Using the data that follows, return exactly the lines from the one that contains "pub fn authors<I, S>(mut" through the one that contains "pub fn kind(self, kind: u16)", ends included.

### Entries provided

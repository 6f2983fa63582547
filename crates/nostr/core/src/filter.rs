//! Subscription filters (NIP-01 `REQ` payloads).
//!
//! A [`Filter`] compares and hashes by value. Every list-valued field is kept
//! as an ordered set, so two filters built from the same values in a different
//! order, or with duplicates, are equal. Unsubscribe-by-filter depends on this.

use serde::{Deserialize, Serialize};
use std::collections::{BTreeMap, BTreeSet};
use thiserror::Error;

/// Errors raised while building a filter from untrusted input.
#[derive(Debug, Error, PartialEq, Eq)]
pub enum FilterError {
    #[error("invalid tag query key: {0} (expected '#' followed by a single letter)")]
    InvalidTagKey(String),
}

/// Filter for subscription requests.
#[derive(Debug, Clone, Default, PartialEq, Eq, Hash, Serialize, Deserialize)]
#[serde(try_from = "RawFilter")]
pub struct Filter {
    /// Event IDs
    #[serde(skip_serializing_if = "Option::is_none")]
    pub ids: Option<BTreeSet<String>>,

    /// Authors (pubkeys)
    #[serde(skip_serializing_if = "Option::is_none")]
    pub authors: Option<BTreeSet<String>>,

    /// Event kinds
    #[serde(skip_serializing_if = "Option::is_none")]
    pub kinds: Option<BTreeSet<u16>>,

    /// Events since timestamp
    #[serde(skip_serializing_if = "Option::is_none")]
    pub since: Option<u64>,

    /// Events until timestamp
    #[serde(skip_serializing_if = "Option::is_none")]
    pub until: Option<u64>,

    /// Maximum number of events
    #[serde(skip_serializing_if = "Option::is_none")]
    pub limit: Option<u64>,

    /// Generic tag queries keyed by `#<letter>` (e.g. `#e`, `#p`).
    #[serde(flatten, skip_serializing_if = "BTreeMap::is_empty")]
    pub tags: BTreeMap<String, BTreeSet<String>>,
}

#[derive(Deserialize)]
struct RawFilter {
    ids: Option<BTreeSet<String>>,
    authors: Option<BTreeSet<String>>,
    kinds: Option<BTreeSet<u16>>,
    since: Option<u64>,
    until: Option<u64>,
    limit: Option<u64>,
    #[serde(flatten)]
    tags: BTreeMap<String, BTreeSet<String>>,
}

impl TryFrom<RawFilter> for Filter {
    type Error = FilterError;

    fn try_from(raw: RawFilter) -> Result<Self, Self::Error> {
        if let Some(key) = raw.tags.keys().find(|key| !is_tag_query_key(key)) {
            return Err(FilterError::InvalidTagKey(key.clone()));
        }
        Ok(Self {
            ids: raw.ids,
            authors: raw.authors,
            kinds: raw.kinds,
            since: raw.since,
            until: raw.until,
            limit: raw.limit,
            tags: raw.tags,
        })
    }
}

fn is_tag_query_key(key: &str) -> bool {
    let mut chars = key.chars();
    matches!(
        (chars.next(), chars.next(), chars.next()),
        (Some('#'), Some(letter), None) if letter.is_ascii_alphabetic()
    )
}

impl Filter {
    /// Create a new empty filter.
    pub fn new() -> Self {
        Self::default()
    }

    /// Filter by event IDs.
    pub fn ids<I, S>(mut self, ids: I) -> Self
    where
        I: IntoIterator<Item = S>,
        S: Into<String>,
    {
        self.ids = Some(ids.into_iter().map(Into::into).collect());
        self
    }

    /// Filter by authors.
    pub fn authors<I, S>(mut self, authors: I) -> Self
    where
        I: IntoIterator<Item = S>,
        S: Into<String>,
    {
        self.authors = Some(authors.into_iter().map(Into::into).collect());
        self
    }

    /// Filter by kinds.
    pub fn kinds(mut self, kinds: impl IntoIterator<Item = u16>) -> Self {
        self.kinds = Some(kinds.into_iter().collect());
        self
    }

    /// Filter by a single kind.
    pub fn kind(self, kind: u16) -> Self {
        self.kinds([kind])
    }

    /// Filter by events since timestamp.
    pub fn since(mut self, timestamp: u64) -> Self {
        self.since = Some(timestamp);
        self
    }

    /// Filter by events until timestamp.
    pub fn until(mut self, timestamp: u64) -> Self {
        self.until = Some(timestamp);
        self
    }

    /// Limit number of results.
    pub fn limit(mut self, n: u64) -> Self {
        self.limit = Some(n);
        self
    }

    /// Add a tag query. `letter` is the bare tag name (e.g. `e`, `p`).
    pub fn tag<I, S>(mut self, letter: char, values: I) -> Self
    where
        I: IntoIterator<Item = S>,
        S: Into<String>,
    {
        self.tags
            .entry(format!("#{letter}"))
            .or_default()
            .extend(values.into_iter().map(Into::into));
        self
    }

    /// Filter by #e (event reference) tags.
    pub fn event_refs<I, S>(self, event_ids: I) -> Self
    where
        I: IntoIterator<Item = S>,
        S: Into<String>,
    {
        self.tag('e', event_ids)
    }

    /// Filter by #p (pubkey reference) tags.
    pub fn pubkey_refs<I, S>(self, pubkeys: I) -> Self
    where
        I: IntoIterator<Item = S>,
        S: Into<String>,
    {
        self.tag('p', pubkeys)
    }
}

#[cfg(test)]
mod tests {
    use super::*;
    use quickcheck::QuickCheck;
    use serde_json::json;
    use std::collections::hash_map::DefaultHasher;
    use std::hash::{Hash, Hasher};

    fn hash_of(filter: &Filter) -> u64 {
        let mut hasher = DefaultHasher::new();
        filter.hash(&mut hasher);
        hasher.finish()
    }

    #[test]
    fn array_order_does_not_affect_equality() {
        let left = Filter::new()
            .kinds([1, 7, 30023])
            .authors(["bob", "alice"])
            .event_refs(["x", "y"]);
        let right = Filter::new()
            .kinds([30023, 1, 7, 1])
            .authors(["alice", "bob"])
            .event_refs(["y", "x"]);
        assert_eq!(left, right);
        assert_eq!(hash_of(&left), hash_of(&right));
    }

    #[test]
    fn different_fields_are_not_equal() {
        let cases = vec![
            (Filter::new().kind(1), Filter::new().kind(2)),
            (Filter::new().kind(1), Filter::new().kind(1).limit(10)),
            (Filter::new().since(5), Filter::new().until(5)),
            (
                Filter::new().event_refs(["a"]),
                Filter::new().pubkey_refs(["a"]),
            ),
            (Filter::new(), Filter::new().kinds(Vec::<u16>::new())),
        ];
        for (left, right) in cases {
            assert_ne!(left, right, "{left:?} should differ from {right:?}");
        }
    }

    #[test]
    fn deserialized_filter_equals_built_filter() -> Result<(), serde_json::Error> {
        let parsed: Filter = serde_json::from_value(json!({
            "kinds": [7, 1],
            "#p": ["carol", "alice"],
            "limit": 20
        }))?;
        let built = Filter::new()
            .kinds([1, 7])
            .pubkey_refs(["alice", "carol"])
            .limit(20);
        assert_eq!(parsed, built);
        Ok(())
    }

    #[test]
    fn serializes_tag_queries_flat() -> Result<(), serde_json::Error> {
        let filter = Filter::new().kind(1).event_refs(["abc"]);
        let value = serde_json::to_value(&filter)?;
        assert_eq!(value, json!({ "kinds": [1], "#e": ["abc"] }));
        Ok(())
    }

    #[test]
    fn rejects_malformed_tag_keys() {
        for input in [
            json!({ "search": ["x"] }),
            json!({ "#": ["x"] }),
            json!({ "#ee": ["x"] }),
            json!({ "#1": ["x"] }),
        ] {
            let result: Result<Filter, _> = serde_json::from_value(input.clone());
            assert!(result.is_err(), "expected {input} to be rejected");
        }
    }

    #[test]
    fn equality_is_permutation_invariant() {
        fn prop(kinds: Vec<u16>, authors: Vec<String>) -> bool {
            let mut reversed_kinds = kinds.clone();
            reversed_kinds.reverse();
            let mut reversed_authors = authors.clone();
            reversed_authors.reverse();

            let forward = Filter::new().kinds(kinds).authors(authors);
            let backward = Filter::new()
                .kinds(reversed_kinds)
                .authors(reversed_authors);
            forward == backward && hash_of(&forward) == hash_of(&backward)
        }
        QuickCheck::new().quickcheck(prop as fn(Vec<u16>, Vec<String>) -> bool);
    }
}
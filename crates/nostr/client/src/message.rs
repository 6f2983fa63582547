//! Wire messages exchanged with relays.

use crate::error::{ClientError, Result};
use nostr::{Event, Filter};
use serde_json::{Value, json};

/// Message received from a relay.
#[derive(Debug, Clone, PartialEq)]
pub enum RelayMessage {
    /// `["EVENT", subscription_id, event]`
    Event(String, Event),
    /// `["OK", event_id, accepted, message]`
    Ok(String, bool, String),
    /// `["EOSE", subscription_id]`
    Eose(String),
    /// `["NOTICE", message]`
    Notice(String),
    /// `["AUTH", challenge]`
    Auth(String),
    /// `["CLOSED", subscription_id, message]`
    Closed(String, String),
}

impl RelayMessage {
    /// Only `EVENT` and `EOSE` reach the event bus.
    pub fn is_dispatched(&self) -> bool {
        matches!(self, Self::Event(..) | Self::Eose(_))
    }
}

/// Message sent to a relay.
#[derive(Debug, Clone, PartialEq)]
pub enum ClientMessage<'a> {
    /// `["EVENT", event]`
    Event(&'a Event),
    /// `["REQ", subscription_id, filter]`
    Req(&'a str, &'a Filter),
    /// `["CLOSE", subscription_id]`
    Close(&'a str),
}

impl ClientMessage<'_> {
    pub fn to_json(&self) -> Result<String> {
        let value = match self {
            Self::Event(event) => json!(["EVENT", event]),
            Self::Req(subscription_id, filter) => json!(["REQ", subscription_id, filter]),
            Self::Close(subscription_id) => json!(["CLOSE", subscription_id]),
        };
        Ok(serde_json::to_string(&value)?)
    }
}

/// Parse relay protocol JSON text message into typed relay message.
///
/// Returns `Ok(None)` for empty arrays and unknown tags.
pub fn parse_relay_message(text: &str) -> Result<Option<RelayMessage>> {
    let value: Value = serde_json::from_str(text)?;
    let array = value
        .as_array()
        .ok_or_else(|| ClientError::Protocol("expected JSON array relay message".to_string()))?;
    let Some(first) = array.first() else {
        return Ok(None);
    };

    let kind = first
        .as_str()
        .ok_or_else(|| ClientError::Protocol("missing relay message kind".to_string()))?;

    match kind {
        "EVENT" => {
            if array.len() < 3 {
                return Err(ClientError::Protocol("invalid EVENT message".to_string()));
            }
            let subscription_id = string_field(&array[1], "invalid EVENT subscription id")?;
            let event: Event = serde_json::from_value(array[2].clone()).map_err(|error| {
                ClientError::Protocol(format!("invalid EVENT payload: {}", error))
            })?;
            Ok(Some(RelayMessage::Event(subscription_id, event)))
        }
        "OK" => {
            if array.len() < 4 {
                return Err(ClientError::Protocol("invalid OK message".to_string()));
            }
            let event_id = string_field(&array[1], "invalid OK event id")?;
            let accepted = array[2]
                .as_bool()
                .ok_or_else(|| ClientError::Protocol("invalid OK accepted flag".to_string()))?;
            let message = string_field(&array[3], "invalid OK message text")?;
            Ok(Some(RelayMessage::Ok(event_id, accepted, message)))
        }
        "EOSE" => {
            if array.len() < 2 {
                return Err(ClientError::Protocol("invalid EOSE message".to_string()));
            }
            let subscription_id = string_field(&array[1], "invalid EOSE subscription id")?;
            Ok(Some(RelayMessage::Eose(subscription_id)))
        }
        "NOTICE" => {
            if array.len() < 2 {
                return Err(ClientError::Protocol("invalid NOTICE message".to_string()));
            }
            let message = string_field(&array[1], "invalid NOTICE message text")?;
            Ok(Some(RelayMessage::Notice(message)))
        }
        "AUTH" => {
            if array.len() < 2 {
                return Err(ClientError::Protocol("invalid AUTH message".to_string()));
            }
            let challenge = string_field(&array[1], "invalid AUTH challenge")?;
            Ok(Some(RelayMessage::Auth(challenge)))
        }
        "CLOSED" => {
            if array.len() < 2 {
                return Err(ClientError::Protocol("invalid CLOSED message".to_string()));
            }
            let subscription_id = string_field(&array[1], "invalid CLOSED subscription id")?;
            let message = match array.get(2) {
                Some(value) => string_field(value, "invalid CLOSED message text")?,
                None => String::new(),
            };
            Ok(Some(RelayMessage::Closed(subscription_id, message)))
        }
        _ => Ok(None),
    }
}

fn string_field(value: &Value, error: &str) -> Result<String> {
    value
        .as_str()
        .map(ToString::to_string)
        .ok_or_else(|| ClientError::Protocol(error.to_string()))
}
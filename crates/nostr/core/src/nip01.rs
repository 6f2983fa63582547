//! NIP-01: Basic protocol flow description.
//!
//! Only the wire shape of a signed event lives here. Hashing, signing and
//! verification happen before an event reaches this crate.

use serde::{Deserialize, Serialize};

pub const KIND_METADATA: u16 = 0;
pub const KIND_SHORT_TEXT_NOTE: u16 = 1;
pub const KIND_RECOMMEND_RELAY: u16 = 2;
pub const KIND_CONTACTS: u16 = 3;

/// A signed Nostr event.
#[derive(Debug, Clone, PartialEq, Eq, Serialize, Deserialize)]
pub struct Event {
    /// 32-bytes lowercase hex-encoded sha256 of the serialized event data
    pub id: String,
    /// 32-bytes lowercase hex-encoded public key of the event creator
    pub pubkey: String,
    /// Unix timestamp in seconds
    pub created_at: u64,
    /// Event kind (integer between 0 and 65535)
    pub kind: u16,
    /// Array of arrays of strings (tags)
    pub tags: Vec<Vec<String>>,
    /// Arbitrary string content
    pub content: String,
    /// 64-bytes lowercase hex signature
    pub sig: String,
}

impl Event {
    /// Values of every tag named `name`, in tag order.
    pub fn tag_values<'a>(&'a self, name: &'a str) -> impl Iterator<Item = &'a str> + 'a {
        self.tags
            .iter()
            .filter(move |tag| tag.first().map(String::as_str) == Some(name))
            .filter_map(|tag| tag.get(1).map(String::as_str))
    }
}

######

Task result:
    pub fn authors<I, S>(mut self, authors: I) -> Self
    where
        I: IntoIterator<Item = S>,
        S: Into<String>,
    {
        self.authors = Some(authors.into_iter().map(Into::into).collect());
        self
    }

    /// Filter by kinds.
    pub fn kinds(mut self, kinds: impl IntoIterator<Item = u16>) -> Self {
        self.kinds = Some(kinds.into_iter().collect());
        self
    }

    /// Filter by a single kind.
    pub fn kind(self, kind: u16) -> Self {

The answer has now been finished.